Studies of hypertension patients have shown that ACE inhibition causes increases in bradykinin, ANG-1, and other angiotensin peptides such as ANG 1-7 [11]. ANG 1-7 has been shown to cause vasodilation and to decrease blood pressure [13] (Fig. 2a). Similarly, bradykinin, an ACE substrate, has vasodilatory properties [14, 15]. These data suggest that patients with ACE defect and vasodilatory shock may suffer from a simultaneous excess of the vasodilatory mediators normally metabolized by ACE and a lack of ANG-2 generation. The addition of exogenous ANG-2 in this subset of patients may provide a dual benefit by ameliorating the ANG-2 insufficiency, thereby improving blood pressure and reducing vasodilatory angiotensins. The decrease in vasodilatory angiotensins, which are also ACE substrates, may, in turn, improve ACE availability and increase bradykinin degradation (Fig. 2b). This concept is a preliminary hypothesis that will require further investigation. However, if this mechanism can be verified, exogenous ANG-2 therapy may logically provide a therapeutic option for vasodilatory shock patients with ACE defects. Moreover, therapies that utilize agents to decrease vasodilatory ACE substrates like recombinant ACE, ACE-2, or renin inhibitors (i.e., aliskrinin) could be combined with exogenous ANG-2 to further potentiate this therapeutic approach. Similarly, treatment with exogenous ANG-2 may even have the potential to treat ACE inhibitor-associated angioedema by decreasing vasodilatory angiotensins and bradykinin levels.

Fig. 2

Proposed mechanism of angiotensin metabolism during shock and with the addition of exogenous angiotensin II. a When ACE is inhibited by ACE inhibitors or during vasodilatory shock, bradykinin, angiotensin I, and angiotensin 1-7 (ANG 1-7) increase. ANG 1-7 has effects that are the opposite those of angiotensin II. Both ANG 1-7 and bradykinin are vasodilatory, and they may build up when ACE is not functional, compounding the issue of angiotensin II insufficiency. b The addition of exogenous angiotensin II provides a direct benefit by ameliorating the angiotensin II insufficiency. However, it may also provide benefit by reducing vasodilatory angiotensins via biofeedback, resulting in ACE availability and bradykinin degradation (blue lightning bolt).
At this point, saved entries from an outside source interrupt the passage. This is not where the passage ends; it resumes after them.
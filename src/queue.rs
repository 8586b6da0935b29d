//! Sequential async queue.
//!
//! [`AsyncQueue`] serializes a stream of async operations onto a single
//! logical lane without an actor or a dedicated worker thread: each
//! `enqueue` spawns a task that first awaits whatever was previously
//! enqueued (discarding its result), then runs its own operation. Program
//! order is preserved because the predecessor await is what orders the
//! two tasks relative to each other, not any lock held across the work
//! itself — see `spec.md` §4.5.
//!
//! The only shared mutable state is the *last enqueued task* reference,
//! which is why a `std::sync::Mutex` swapped briefly on each call
//! suffices in place of the source host's single-writer actor isolation
//! (`spec.md` §4.1's redesign note).

use std::future::Future;
use std::pin::Pin;
use std::sync::{Arc, Mutex};

use tokio::task::JoinHandle;
use tokio_util::sync::CancellationToken;

use crate::error::{QueueError, QueueResult};

/// A handle to a task enqueued on an [`AsyncQueue`].
///
/// Dropping the handle does not cancel the task; use
/// [`AsyncQueue::perform`] if cancellation should propagate from the
/// calling task to the enqueued one.
pub struct TaskHandle<T> {
    join: JoinHandle<T>,
}

impl<T> TaskHandle<T> {
    /// Awaits the task's result.
    ///
    /// Panics if the task panicked, mirroring [`JoinHandle::await`].
    pub async fn join(self) -> T {
        self.join.await.expect("queued task panicked")
    }

    /// Aborts the underlying task.
    pub fn abort(&self) {
        self.join.abort();
    }
}

type BoxedUnit = Pin<Box<dyn Future<Output = ()> + Send>>;

/// Serializes async operations onto one logical lane.
///
/// Cloning an `AsyncQueue` shares the same lane; all clones serialize
/// against each other (`spec.md` §4.5's "single-writer with mutual
/// exclusion" requirement on the last-task reference).
#[derive(Clone)]
pub struct AsyncQueue {
    last: Arc<Mutex<Option<BoxedUnit>>>,
}

impl Default for AsyncQueue {
    fn default() -> Self {
        Self::new()
    }
}

impl AsyncQueue {
    /// Creates an empty queue.
    pub fn new() -> Self {
        Self {
            last: Arc::new(Mutex::new(None)),
        }
    }

    /// Enqueues `op`, returning a handle that resolves to its result once
    /// every previously enqueued operation has run.
    ///
    /// Does not propagate cancellation of the calling task to the spawned
    /// one: once enqueued, `op` runs to completion regardless of what
    /// happens to the caller. Reach for [`AsyncQueue::perform`] instead
    /// when the caller's cancellation should cancel the queued work too.
    pub fn enqueue<T, F>(&self, op: F) -> TaskHandle<T>
    where
        T: Send + 'static,
        F: Future<Output = T> + Send + 'static,
    {
        let predecessor = self.take_predecessor();
        let (tx, rx) = tokio::sync::oneshot::channel::<()>();

        let join = tokio::spawn(async move {
            if let Some(predecessor) = predecessor {
                predecessor.await;
            }
            let result = op.await;
            let _ = tx.send(());
            result
        });

        // The predecessor slot for the *next* enqueue is a unit future
        // that resolves once this one has handed off — not `join` itself,
        // since awaiting a `JoinHandle` consumes it and callers must
        // still be able to `join()`/`abort()` their own handle.
        let next_predecessor: BoxedUnit = Box::pin(async move {
            let _ = rx.await;
        });
        *self.last.lock().unwrap() = Some(next_predecessor);

        TaskHandle { join }
    }

    /// Enqueues the fallible `op` and awaits it, cancelling the queued
    /// task if the calling task is cancelled first. This is the
    /// "throwing" flavor named in `spec.md` §4.5: unlike
    /// [`AsyncQueue::enqueue`], cancellation of the caller is forwarded
    /// to the queued task and surfaced as [`QueueError::Cancelled`]; a
    /// failure from `op` itself is forwarded as [`QueueError::Operation`].
    ///
    /// `cancel_token` is the caller's own cancellation signal (the same
    /// token a caller would pass to [`crate::bridge::await_cancellable`]);
    /// this races that signal against the queued task's completion and
    /// aborts the loser.
    pub async fn perform<T, E, F>(&self, cancel_token: &CancellationToken, op: F) -> QueueResult<T, E>
    where
        T: Send + 'static,
        E: Send + 'static,
        F: Future<Output = Result<T, E>> + Send + 'static,
    {
        let handle = self.enqueue(op);
        let abort_handle = handle.join.abort_handle();
        tokio::select! {
            biased;
            _ = cancel_token.cancelled() => {
                abort_handle.abort();
                Err(QueueError::Cancelled)
            }
            result = handle.join => {
                match result {
                    Ok(Ok(value)) => Ok(value),
                    Ok(Err(err)) => Err(QueueError::Operation(err)),
                    Err(_) => Err(QueueError::Cancelled),
                }
            }
        }
    }

    fn take_predecessor(&self) -> Option<BoxedUnit> {
        self.last.lock().unwrap().take()
    }
}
NEP neutral endopeptidase, PEP prolyl endopeptidase

Conclusions

Endothelial injury during shock may lead to ACE defects, which in turn may cause an increase in vasodilatory mediators that are normally metabolized by ACE and a relative or absolute decrease in ANG-2. These pathophysiological derangements may be beneficially affected by ANG-2 infusion. This mechanism of action in shock justifies further investigation of ACE activity, bradykinin levels, and ANG 1-7 levels in vasodilatory shock and may be an important target for future therapeutic intervention.